WHAT YOU SHOULD DO
Of the material below, the lines to be retyped are those from the line containing "filename src/views/podium.rs" through the line containing "metric is displayed.", inclusive; reproduce them exactly.

DATASET EXTRACT

========================

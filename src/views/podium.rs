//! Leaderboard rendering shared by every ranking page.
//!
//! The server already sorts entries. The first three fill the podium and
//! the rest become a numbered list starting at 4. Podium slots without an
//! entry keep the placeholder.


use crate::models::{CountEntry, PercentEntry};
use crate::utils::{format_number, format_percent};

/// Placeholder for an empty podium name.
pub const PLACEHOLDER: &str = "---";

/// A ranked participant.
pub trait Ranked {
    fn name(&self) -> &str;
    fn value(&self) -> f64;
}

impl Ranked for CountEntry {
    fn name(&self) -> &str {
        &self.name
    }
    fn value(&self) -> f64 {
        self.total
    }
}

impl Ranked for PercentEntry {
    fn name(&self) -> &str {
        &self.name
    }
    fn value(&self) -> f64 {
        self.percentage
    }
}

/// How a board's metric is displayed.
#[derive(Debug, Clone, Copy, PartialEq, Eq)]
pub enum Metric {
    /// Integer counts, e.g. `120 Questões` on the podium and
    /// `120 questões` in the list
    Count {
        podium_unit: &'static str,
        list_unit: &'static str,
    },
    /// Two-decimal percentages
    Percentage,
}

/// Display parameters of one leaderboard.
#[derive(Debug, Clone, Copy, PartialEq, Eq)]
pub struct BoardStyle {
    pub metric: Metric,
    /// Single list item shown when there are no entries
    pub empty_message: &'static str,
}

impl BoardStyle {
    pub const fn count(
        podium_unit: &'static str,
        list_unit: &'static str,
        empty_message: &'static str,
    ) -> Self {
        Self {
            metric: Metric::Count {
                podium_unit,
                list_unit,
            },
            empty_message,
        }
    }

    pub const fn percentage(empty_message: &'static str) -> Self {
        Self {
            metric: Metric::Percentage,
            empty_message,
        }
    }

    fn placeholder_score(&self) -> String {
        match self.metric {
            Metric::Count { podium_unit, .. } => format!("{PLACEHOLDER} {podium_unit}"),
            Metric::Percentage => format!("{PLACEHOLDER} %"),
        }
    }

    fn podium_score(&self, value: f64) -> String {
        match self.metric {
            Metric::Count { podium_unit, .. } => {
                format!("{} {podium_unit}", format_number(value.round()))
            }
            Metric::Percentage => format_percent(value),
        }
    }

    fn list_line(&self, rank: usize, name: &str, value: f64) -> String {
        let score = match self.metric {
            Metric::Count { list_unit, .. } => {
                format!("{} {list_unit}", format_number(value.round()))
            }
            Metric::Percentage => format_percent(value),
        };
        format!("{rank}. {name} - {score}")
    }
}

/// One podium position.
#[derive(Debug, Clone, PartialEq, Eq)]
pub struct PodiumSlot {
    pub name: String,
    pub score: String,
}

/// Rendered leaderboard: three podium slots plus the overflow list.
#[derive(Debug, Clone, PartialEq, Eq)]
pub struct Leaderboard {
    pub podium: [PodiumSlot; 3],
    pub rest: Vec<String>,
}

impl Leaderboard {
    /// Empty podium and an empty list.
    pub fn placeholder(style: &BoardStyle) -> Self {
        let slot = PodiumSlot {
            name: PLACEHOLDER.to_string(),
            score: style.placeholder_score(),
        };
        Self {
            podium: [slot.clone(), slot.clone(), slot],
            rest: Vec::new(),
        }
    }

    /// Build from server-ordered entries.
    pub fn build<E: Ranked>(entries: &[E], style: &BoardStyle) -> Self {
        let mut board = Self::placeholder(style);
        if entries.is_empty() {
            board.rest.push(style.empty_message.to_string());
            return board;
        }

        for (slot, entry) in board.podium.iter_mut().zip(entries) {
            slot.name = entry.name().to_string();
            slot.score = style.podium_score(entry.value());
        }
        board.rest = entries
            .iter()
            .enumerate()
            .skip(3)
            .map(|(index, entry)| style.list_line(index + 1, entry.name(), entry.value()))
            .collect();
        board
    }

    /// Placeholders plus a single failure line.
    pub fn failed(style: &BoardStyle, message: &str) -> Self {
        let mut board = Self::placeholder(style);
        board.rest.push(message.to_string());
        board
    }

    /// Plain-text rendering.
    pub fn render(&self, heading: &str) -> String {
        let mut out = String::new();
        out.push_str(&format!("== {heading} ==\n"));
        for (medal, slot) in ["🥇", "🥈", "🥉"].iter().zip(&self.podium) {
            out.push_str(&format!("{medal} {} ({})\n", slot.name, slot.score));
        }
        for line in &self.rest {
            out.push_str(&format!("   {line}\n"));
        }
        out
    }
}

========================

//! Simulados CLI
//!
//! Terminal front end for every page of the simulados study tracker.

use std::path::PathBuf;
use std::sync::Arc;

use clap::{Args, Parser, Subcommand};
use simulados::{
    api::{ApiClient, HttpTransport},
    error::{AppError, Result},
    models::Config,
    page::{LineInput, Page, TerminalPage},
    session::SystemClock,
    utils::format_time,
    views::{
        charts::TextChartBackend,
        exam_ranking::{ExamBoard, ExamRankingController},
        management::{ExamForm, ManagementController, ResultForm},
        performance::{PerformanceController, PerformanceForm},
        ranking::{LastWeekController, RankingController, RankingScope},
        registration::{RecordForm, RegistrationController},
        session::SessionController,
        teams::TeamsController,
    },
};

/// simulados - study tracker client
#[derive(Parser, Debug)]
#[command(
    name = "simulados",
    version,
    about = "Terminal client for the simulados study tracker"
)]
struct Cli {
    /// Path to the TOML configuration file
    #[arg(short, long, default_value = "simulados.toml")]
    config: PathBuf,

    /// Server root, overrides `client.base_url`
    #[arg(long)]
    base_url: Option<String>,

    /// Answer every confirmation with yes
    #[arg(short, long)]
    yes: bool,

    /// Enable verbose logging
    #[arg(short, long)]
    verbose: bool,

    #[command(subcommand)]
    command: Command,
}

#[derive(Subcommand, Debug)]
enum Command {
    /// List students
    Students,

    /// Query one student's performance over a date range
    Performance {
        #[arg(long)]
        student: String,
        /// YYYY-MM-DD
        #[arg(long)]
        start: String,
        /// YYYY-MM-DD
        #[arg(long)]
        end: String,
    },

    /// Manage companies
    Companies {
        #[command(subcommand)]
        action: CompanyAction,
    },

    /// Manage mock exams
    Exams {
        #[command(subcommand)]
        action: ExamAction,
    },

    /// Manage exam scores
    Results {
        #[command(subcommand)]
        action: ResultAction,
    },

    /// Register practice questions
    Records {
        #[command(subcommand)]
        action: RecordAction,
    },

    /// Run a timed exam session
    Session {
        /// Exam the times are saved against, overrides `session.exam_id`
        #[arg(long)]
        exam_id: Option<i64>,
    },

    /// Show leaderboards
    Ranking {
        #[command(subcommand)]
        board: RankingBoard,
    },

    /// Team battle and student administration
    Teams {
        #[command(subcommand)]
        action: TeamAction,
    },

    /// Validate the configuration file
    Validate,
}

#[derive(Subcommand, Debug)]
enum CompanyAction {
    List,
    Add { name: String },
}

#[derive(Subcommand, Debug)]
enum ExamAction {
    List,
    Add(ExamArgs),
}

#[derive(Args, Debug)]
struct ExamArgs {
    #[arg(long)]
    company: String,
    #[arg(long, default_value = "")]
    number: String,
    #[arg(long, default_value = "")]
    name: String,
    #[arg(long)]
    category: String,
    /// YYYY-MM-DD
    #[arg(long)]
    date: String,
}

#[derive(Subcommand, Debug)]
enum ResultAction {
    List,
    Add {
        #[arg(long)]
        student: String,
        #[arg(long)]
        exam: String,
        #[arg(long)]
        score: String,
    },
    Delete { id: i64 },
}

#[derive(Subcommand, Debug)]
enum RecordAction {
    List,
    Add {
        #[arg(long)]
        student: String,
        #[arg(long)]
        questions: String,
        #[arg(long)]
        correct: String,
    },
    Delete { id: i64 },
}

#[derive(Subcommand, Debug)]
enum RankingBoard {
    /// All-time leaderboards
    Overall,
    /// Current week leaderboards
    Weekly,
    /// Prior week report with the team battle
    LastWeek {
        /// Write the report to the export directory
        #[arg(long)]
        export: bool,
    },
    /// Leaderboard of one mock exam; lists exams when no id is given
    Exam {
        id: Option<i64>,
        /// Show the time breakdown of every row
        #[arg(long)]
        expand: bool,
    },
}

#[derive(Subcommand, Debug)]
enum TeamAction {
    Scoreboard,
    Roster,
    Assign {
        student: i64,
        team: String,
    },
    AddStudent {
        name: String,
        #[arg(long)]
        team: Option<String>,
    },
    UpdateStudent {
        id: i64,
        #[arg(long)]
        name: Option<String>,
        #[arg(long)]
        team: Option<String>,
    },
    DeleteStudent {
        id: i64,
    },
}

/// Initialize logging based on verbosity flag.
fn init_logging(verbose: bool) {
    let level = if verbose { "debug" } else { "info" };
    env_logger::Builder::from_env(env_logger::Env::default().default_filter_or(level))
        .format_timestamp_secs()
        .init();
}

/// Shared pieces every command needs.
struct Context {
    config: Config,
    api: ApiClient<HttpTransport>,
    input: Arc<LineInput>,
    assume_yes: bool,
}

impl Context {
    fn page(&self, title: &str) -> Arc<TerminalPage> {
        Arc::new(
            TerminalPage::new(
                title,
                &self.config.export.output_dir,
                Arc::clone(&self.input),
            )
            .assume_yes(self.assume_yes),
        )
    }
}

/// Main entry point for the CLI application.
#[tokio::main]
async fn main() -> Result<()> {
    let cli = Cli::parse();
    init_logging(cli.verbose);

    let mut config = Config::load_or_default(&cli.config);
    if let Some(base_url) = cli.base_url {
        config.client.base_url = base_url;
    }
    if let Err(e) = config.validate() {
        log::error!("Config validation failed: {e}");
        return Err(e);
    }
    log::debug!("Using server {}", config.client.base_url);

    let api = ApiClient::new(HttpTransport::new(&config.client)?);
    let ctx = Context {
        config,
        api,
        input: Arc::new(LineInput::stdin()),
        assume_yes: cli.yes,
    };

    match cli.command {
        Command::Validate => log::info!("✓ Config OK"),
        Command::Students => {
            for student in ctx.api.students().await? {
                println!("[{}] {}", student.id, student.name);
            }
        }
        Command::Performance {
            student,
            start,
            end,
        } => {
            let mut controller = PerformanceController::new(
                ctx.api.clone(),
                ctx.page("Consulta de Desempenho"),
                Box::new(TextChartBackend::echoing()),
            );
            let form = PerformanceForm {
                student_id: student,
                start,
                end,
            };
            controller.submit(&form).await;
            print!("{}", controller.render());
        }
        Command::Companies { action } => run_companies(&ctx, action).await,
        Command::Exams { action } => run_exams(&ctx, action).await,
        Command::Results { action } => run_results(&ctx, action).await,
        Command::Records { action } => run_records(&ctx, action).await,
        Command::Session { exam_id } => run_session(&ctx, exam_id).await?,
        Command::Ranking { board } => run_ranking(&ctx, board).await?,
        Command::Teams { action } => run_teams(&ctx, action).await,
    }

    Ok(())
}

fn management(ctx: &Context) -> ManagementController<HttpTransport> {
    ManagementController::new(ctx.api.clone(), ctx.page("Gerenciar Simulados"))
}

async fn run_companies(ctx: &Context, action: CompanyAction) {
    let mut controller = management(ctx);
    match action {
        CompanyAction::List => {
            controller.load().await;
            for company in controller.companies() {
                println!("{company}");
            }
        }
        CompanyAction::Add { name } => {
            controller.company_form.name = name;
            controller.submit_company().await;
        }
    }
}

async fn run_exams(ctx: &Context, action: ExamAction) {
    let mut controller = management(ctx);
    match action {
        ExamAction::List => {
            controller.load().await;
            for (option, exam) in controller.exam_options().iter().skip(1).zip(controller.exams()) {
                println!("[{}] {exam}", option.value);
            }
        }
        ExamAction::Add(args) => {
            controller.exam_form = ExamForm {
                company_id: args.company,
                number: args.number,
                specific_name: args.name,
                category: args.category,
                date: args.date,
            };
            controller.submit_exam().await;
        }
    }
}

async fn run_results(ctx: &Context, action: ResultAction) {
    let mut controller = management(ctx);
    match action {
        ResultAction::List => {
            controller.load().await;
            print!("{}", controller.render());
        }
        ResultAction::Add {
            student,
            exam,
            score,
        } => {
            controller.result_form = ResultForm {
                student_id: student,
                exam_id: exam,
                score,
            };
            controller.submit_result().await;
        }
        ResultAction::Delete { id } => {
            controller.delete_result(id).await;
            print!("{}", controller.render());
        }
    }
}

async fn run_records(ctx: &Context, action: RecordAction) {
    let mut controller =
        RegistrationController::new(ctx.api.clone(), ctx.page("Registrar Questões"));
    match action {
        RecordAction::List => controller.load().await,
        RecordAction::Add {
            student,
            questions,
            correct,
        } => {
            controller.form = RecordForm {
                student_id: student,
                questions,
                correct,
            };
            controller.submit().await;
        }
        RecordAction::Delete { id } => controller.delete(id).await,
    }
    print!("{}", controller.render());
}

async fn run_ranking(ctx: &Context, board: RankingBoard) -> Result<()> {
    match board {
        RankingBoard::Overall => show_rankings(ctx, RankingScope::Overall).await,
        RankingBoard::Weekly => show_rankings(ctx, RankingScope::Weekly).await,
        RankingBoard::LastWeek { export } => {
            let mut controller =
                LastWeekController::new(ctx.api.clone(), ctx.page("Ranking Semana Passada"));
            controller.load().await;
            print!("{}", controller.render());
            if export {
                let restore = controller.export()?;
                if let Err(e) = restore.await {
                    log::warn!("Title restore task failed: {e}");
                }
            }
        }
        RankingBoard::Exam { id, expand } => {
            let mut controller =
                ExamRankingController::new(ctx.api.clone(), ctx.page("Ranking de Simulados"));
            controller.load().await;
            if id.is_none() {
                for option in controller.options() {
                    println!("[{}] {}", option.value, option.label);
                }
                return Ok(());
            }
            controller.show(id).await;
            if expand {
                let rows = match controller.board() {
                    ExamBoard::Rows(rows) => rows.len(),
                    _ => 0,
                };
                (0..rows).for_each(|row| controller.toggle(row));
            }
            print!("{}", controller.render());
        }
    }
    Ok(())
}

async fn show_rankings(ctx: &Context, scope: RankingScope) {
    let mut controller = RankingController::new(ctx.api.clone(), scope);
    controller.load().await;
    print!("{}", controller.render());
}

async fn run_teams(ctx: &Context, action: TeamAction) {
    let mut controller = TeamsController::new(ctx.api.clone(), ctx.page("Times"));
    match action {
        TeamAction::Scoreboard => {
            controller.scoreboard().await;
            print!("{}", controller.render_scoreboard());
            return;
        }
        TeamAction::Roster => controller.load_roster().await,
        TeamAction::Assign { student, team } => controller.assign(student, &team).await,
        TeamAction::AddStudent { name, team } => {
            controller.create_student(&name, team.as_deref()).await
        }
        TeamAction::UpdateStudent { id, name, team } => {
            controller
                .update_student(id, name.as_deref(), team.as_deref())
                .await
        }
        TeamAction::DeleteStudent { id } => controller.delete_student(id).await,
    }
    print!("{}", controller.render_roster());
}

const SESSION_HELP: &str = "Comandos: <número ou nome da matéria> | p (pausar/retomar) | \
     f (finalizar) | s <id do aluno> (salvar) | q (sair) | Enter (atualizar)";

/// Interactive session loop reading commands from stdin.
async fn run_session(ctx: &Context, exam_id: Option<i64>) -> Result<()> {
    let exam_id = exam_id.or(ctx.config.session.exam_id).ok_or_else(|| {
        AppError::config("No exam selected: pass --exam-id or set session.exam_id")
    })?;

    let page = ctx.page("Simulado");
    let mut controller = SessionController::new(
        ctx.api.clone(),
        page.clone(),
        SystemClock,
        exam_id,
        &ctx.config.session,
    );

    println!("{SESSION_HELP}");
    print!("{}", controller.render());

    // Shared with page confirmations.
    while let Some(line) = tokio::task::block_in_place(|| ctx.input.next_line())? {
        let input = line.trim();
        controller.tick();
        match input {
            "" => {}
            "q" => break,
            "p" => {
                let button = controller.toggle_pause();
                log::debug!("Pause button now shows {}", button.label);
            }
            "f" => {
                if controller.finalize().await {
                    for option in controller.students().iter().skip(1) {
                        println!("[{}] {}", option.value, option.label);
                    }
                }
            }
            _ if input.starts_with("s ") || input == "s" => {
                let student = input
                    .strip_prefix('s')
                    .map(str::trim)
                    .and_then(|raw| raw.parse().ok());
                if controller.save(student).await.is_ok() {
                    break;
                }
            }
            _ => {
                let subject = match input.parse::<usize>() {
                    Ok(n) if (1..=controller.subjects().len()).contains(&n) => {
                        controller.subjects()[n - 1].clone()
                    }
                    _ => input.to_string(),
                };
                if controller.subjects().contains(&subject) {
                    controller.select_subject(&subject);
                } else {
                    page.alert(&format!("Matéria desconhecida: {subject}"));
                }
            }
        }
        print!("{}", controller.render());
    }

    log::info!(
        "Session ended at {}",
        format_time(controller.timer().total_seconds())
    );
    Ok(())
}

========================

RESPONSE BELOW
filename src/views/podium.rs
//! Leaderboard rendering shared by every ranking page.
//!
//! The server already sorts entries. The first three fill the podium and
//! the rest become a numbered list starting at 4. Podium slots without an
//! entry keep the placeholder.


use crate::models::{CountEntry, PercentEntry};
use crate::utils::{format_number, format_percent};

/// Placeholder for an empty podium name.
pub const PLACEHOLDER: &str = "---";

/// A ranked participant.
pub trait Ranked {
    fn name(&self) -> &str;
    fn value(&self) -> f64;
}

impl Ranked for CountEntry {
    fn name(&self) -> &str {
        &self.name
    }
    fn value(&self) -> f64 {
        self.total
    }
}

impl Ranked for PercentEntry {
    fn name(&self) -> &str {
        &self.name
    }
    fn value(&self) -> f64 {
        self.percentage
    }
}

/// How a board's metric is displayed.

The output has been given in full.